50th Earth Day
50th Earth Day
by Aaron Fairchild
The arrival of this Earth Day comes during a punctuated time of hardship and crisis felt across the Earth. On the 50th anniversary of Earth Day, our connection to Earth and our celebration of life may perhaps feel stronger as a result.
With Earth Day occurring during a historic global crisis, it may help highlight our need to change to a society that is more just, equitable, and resilient.
Hopefully our collective attention will shift to areas of greatest need throughout society. To help those of greatest need in balance with all life on the planet is a tall and encompassing order that requires us to behave differently. And while change is difficult, in order to realize a better future for all, change is what is required.

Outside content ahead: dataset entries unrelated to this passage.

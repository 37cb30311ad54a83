//! OpenAPI Documentation

use axum::Json;
use utoipa::OpenApi;

use crate::dto;
use crate::error::{ErrorResponse, FieldError};
use crate::handlers;

/// AgentMarket API Documentation
#[derive(OpenApi)]
#[openapi(
    info(
        title = "AgentMarket AI API",
        description = "Catalog, execution, rating and earnings endpoints for the AgentMarket AI agent marketplace."
    ),
    paths(
        handlers::health::health_check,
        handlers::agent::run_agent,
        handlers::agent::register_agent,
        handlers::agent::get_agent,
        handlers::agent::list_agents,
        handlers::agent::rate_agent,
        handlers::agent::toggle_agent,
        handlers::transaction::update_transaction_status,
        handlers::market::get_earnings,
        handlers::market::get_stats,
        handlers::market::get_config,
    ),
    components(schemas(
        ErrorResponse,
        FieldError,
        handlers::health::HealthResponse,
        handlers::health::ServiceStatus,
        dto::RegisterAgentRequest,
        dto::RunAgentRequest,
        dto::RateAgentRequest,
        dto::AgentDto,
        dto::AgentDetail,
        dto::AgentResponse,
        dto::AgentListResponse,
        dto::RatingResponse,
        dto::TransactionDto,
        dto::UpdateTransactionStatusRequest,
        dto::TransactionResponse,
        dto::AgentEarnings,
        dto::EarningsResponse,
        dto::MarketStats,
        dto::StatsResponse,
        dto::ConfigResponse,
    )),
    tags(
        (name = "Health", description = "Service health"),
        (name = "Agents", description = "Agent catalog and execution"),
        (name = "Transactions", description = "Purchase records"),
        (name = "Market", description = "Earnings, statistics and chain configuration")
    )
)]
pub struct ApiDoc;

/// `GET /api-docs/openapi.json`
pub async fn openapi_json() -> Json<utoipa::openapi::OpenApi> {
    Json(ApiDoc::openapi())
}

#[cfg(test)]
mod tests {
    use super::*;

    #[test]
    fn test_document_lists_endpoints() {
        let doc = ApiDoc::openapi();
        let paths = &doc.paths.paths;
        assert!(paths.contains_key("/api/agent/run"));
        assert!(paths.contains_key("/api/agent/{id}/rate"));
        assert!(paths.contains_key("/api/earnings/{address}"));
        assert!(paths.contains_key("/health"));
    }

    #[test]
    fn test_error_responses_reference_schema() {
        let doc = serde_json::to_value(ApiDoc::openapi()).unwrap();
        let schema_ref = "#/components/schemas/ErrorResponse";

        let not_found = &doc["paths"]["/api/agent/{id}"]["get"]["responses"]["404"];
        assert_eq!(not_found["content"]["application/json"]["schema"]["$ref"], schema_ref);

        let bad_status = &doc["paths"]["/api/transaction/{id}/status"]["post"]["responses"]["400"];
        assert_eq!(bad_status["content"]["application/json"]["schema"]["$ref"], schema_ref);
        assert!(doc["components"]["schemas"]["ErrorResponse"].is_object());
    }
}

To fully embrace the 50th anniversary of Earth Day and all that it stands for, there may be no better manner than to read the manifesto of change that helped to usher in the first Earth Day in 1970.
I came into my twenties reading the poet philosopher, Gary Snyder. One of the fondest memories of being with my father was when he and I sat on the edge of an alpine lake together and read Gary Snyder’s Pulitzer Prize winning book, Turtle Island. In the back of what is largely a book of poetry, he embedded a short essay as bedrock called, Four Changes. Written in the summer of 1969, Four Changes quickly became the environmental manifesto that helped to lift up Earth Day and all that it stands for. The manifesto calls us to a radical shift in thinking about our relationship with the planet in four critical areas: population, pollution, consumption, and the transformation of our society and ourselves. When I first read Four Changes, I found hidden truths to living harmoniously with the Earth that changed the course of my environmental thought and perspective.
At the 25-year mark of Earth Day, in 1995, Gary Snyder wrote, “The apprehension we felt in 1969 has not abated. It would be a fine thing to be able to say, ‘We were wrong. The natural world is no longer as threatened as we said then.’ One can take no pleasure, in this case, in having been on the right track… Naïve and utopian as some of it sounds now, I still stand by the basics of ‘Four Changes.’”
Six years later, shortly after the events of 9/11 I wondered if Gary Snyder had anything he could offer in the aftermath. I found a Berkley email address for him and wrote to Mr. Snyder. I shared that his writings had influenced my thinking and my relationship with my father and asked if he had any words of wisdom to offer in reflection on 9/11. A couple weeks went by and then, unexpectedly, I received a response: “This is what my friend Wendell Berry has to say about it.” He inserted a link, an early version of Mr. Berry’s essay, Thoughts in the Presence of Fear. Wendell Berry’s essay is another manifesto, a call to change. It also reveals hidden truths and changed my thoughts on environmentalism and social justice.
Leading up to the 50th Earth Day, with COVID-19 as the backdrop, I reread both of these seminal essays. I inserted COVID-19 where appropriate and in this way their words become a manifesto for this moment as well. Rather conspicuously, neither writing points to saving the whales, or polar bears, or forests. They are not about environmental protection or preservation per say. They are short guidebooks on how to establish a more equitable and resilient economy and society. They point the direction toward environmental and social equity as a singular issue, not as separate issues to be addressed independent of each other. In this way addressing COVID-19 and its inequitable health and economic hardship is addressing changing climate. To meaningfully address climate change, we don’t need new technologies, we need new behavior, and social, political, and economic structural changes. We are witnessing this truth right now with the collapse of oil largely due to a lack of demand. Issues of resilience require holistic solutions that are politically, economically, socially, and environmentally intertwined.
On this Earth Day 2020, I stand by Four Changes and Thoughts in the Presence of Fear, and I am hopeful.
I am hopeful that through our collective work to address COVID-19 and the inequitable health and economic devastation created in its wake, we will also be holistically addressing the intertwined issues of resource scarcity, social equity, and climate change. At the center of 50 years of Earth Days, a turning has begun, and I am hopeful.